紺谷氏は現地調査で感じたこととして、①建設の進展状況は、大型モジュール工法といって別の場所で組み立てた格納容器を大型クレーンでつり上げて建屋の中におさめる方法を取っており、会社は工事の進捗率を37・6%と発表しているが実際にはそれより進んでいると思った、②MOX燃料をすべての炉心で使うフルMOXの危険性について、会社側は、ホウ酸水注入容量を増やす、制御棒の中性子吸収効果を増強する、主蒸気逃し弁の容量を増やすーなどの安全対策を強調していた。しかし、これは裏を返せば制御棒の効きが悪いから増強する対策だと思われるし、異常時発生時に原子炉内の圧力が高まるので安全弁の容量を増加させたのだろうーと思ったなどと報告。
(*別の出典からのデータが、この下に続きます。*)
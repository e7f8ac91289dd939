use anyhow::Result;
use clap::Parser;
use std::path::PathBuf;
use tracing::{error, info};

use mcp_authz_callout::config::Config;
use mcp_authz_callout::rules::evaluate_detailed;
use mcp_authz_callout::startup;
use mcp_authz_callout::{CalloutServer, DEFAULT_CONFIG_FILE, VERSION};

#[derive(Parser)]
#[command(name = env!("CARGO_PKG_NAME"))]
#[command(about = env!("CARGO_PKG_DESCRIPTION"))]
#[command(version)]
struct Cli {
    /// Configuration file path
    #[arg(short, long, default_value = DEFAULT_CONFIG_FILE)]
    config: PathBuf,

    /// Log level (trace, debug, info, warn, error); overrides the config file
    #[arg(short, long)]
    log_level: Option<String>,

    /// Server host
    #[arg(long)]
    host: Option<String>,

    /// HTTP port
    #[arg(long)]
    port: Option<u16>,

    /// gRPC callout port
    #[arg(long)]
    grpc_port: Option<u16>,

    /// Fetch the rule table once, report what was loaded, and exit
    #[arg(long)]
    check_rules: bool,

    /// Evaluate a single request against the rule table and exit
    #[arg(long)]
    evaluate: bool,

    /// Caller groups for --evaluate (comma separated)
    #[arg(long, value_delimiter = ',')]
    groups: Vec<String>,

    /// HTTP verb for --evaluate
    #[arg(long, default_value = "POST")]
    verb: String,

    /// MCP method for --evaluate
    #[arg(long, default_value = "")]
    method: String,

    /// Tool name for --evaluate
    #[arg(long, default_value = "")]
    tool: String,
}

#[tokio::main]
async fn main() -> Result<()> {
    let cli = Cli::parse();

    // The logging section comes from the config, so loading logs to a bootstrap subscriber
    let bootstrap_level = cli.log_level.clone().unwrap_or_else(|| "info".to_string());
    let config = startup::with_bootstrap_logging(&bootstrap_level, || {
        Config::load(&cli.config, cli.host.clone(), cli.port, cli.grpc_port)
    })?;

    let level = cli.log_level.clone().unwrap_or_else(|| config.logging.level.clone());
    init_logging(&level, config.logging.is_json())?;

    startup::display_startup_banner(VERSION);
    startup::StartupLogger::display_startup_info(&config, &cli.config, VERSION);

    let server = CalloutServer::new(config)?;

    if cli.check_rules {
        return check_rules(&server).await;
    }
    if cli.evaluate {
        return evaluate_once(&server, &cli).await;
    }

    server.warm_up().await;
    if let Err(e) = server.run().await {
        error!("Callout server failed: {}", e);
        return Err(e.into());
    }

    Ok(())
}

/// Fetch the table once and summarize it
async fn check_rules(server: &CalloutServer) -> Result<()> {
    let store = server.shim().store();
    let rules = store.fetch().await?;
    let stats = store.stats();

    info!(
        "Rule table OK: {} rules, {} malformed rows, {} shadowed rows from {}",
        rules.len(),
        stats.malformed_rows,
        stats.shadowed_rows,
        stats.source
    );
    println!("{}", serde_json::to_string_pretty(&stats)?);
    Ok(())
}

/// Evaluate the request given on the command line
async fn evaluate_once(server: &CalloutServer, cli: &Cli) -> Result<()> {
    let rules = server.shim().store().fetch().await?;
    let groups = if cli.groups.is_empty() {
        vec![mcp_authz_callout::rules::DEFAULT_GROUP.to_string()]
    } else {
        cli.groups.clone()
    };

    let decision = evaluate_detailed(&groups, &cli.verb, &cli.method, &cli.tool, &rules);
    match decision.matched {
        Some(matched) => info!("Matched row {} in the {} pass", matched.row, matched.pass),
        None => info!("No rule applies"),
    }
    println!("{}", decision.verdict);
    Ok(())
}

fn init_logging(level: &str, json: bool) -> Result<()> {
    use tracing_subscriber::{layer::SubscriberExt, util::SubscriberInitExt, EnvFilter};

    let env_filter = EnvFilter::try_from_default_env().unwrap_or_else(|_| EnvFilter::new(level));

    let fmt_layer = tracing_subscriber::fmt::layer()
        .with_target(false)
        .with_thread_ids(true)
        .with_file(true)
        .with_line_number(true)
        .with_writer(std::io::stderr);

    if json {
        tracing_subscriber::registry()
            .with(fmt_layer.json())
            .with(env_filter)
            .try_init()?;
    } else {
        tracing_subscriber::registry()
            .with(fmt_layer)
            .with(env_filter)
            .try_init()?;
    }

    Ok(())
}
さらに同氏は、7月に大間原発反対現地集会で飛ばした風船が厚沢部町で発見されたように、大間原発で事故が起きれば放射能が道南まで飛んでくることが実感される。函館市が提訴している訴訟で、人間でない自治体に原告の資格(原告適格)があるかが争点になっている。「原告適格」が認められれば裁判史上画期的な判断になると指摘。
「9月の定例市議会で、国側の『原告不適格』に対する反論書作成のための費用756万円を全会一致で可決した」ことを紹介し、函館市の訴訟を支援し、大間原発建設中止の世論と運動をさらに強めようと呼びかけました。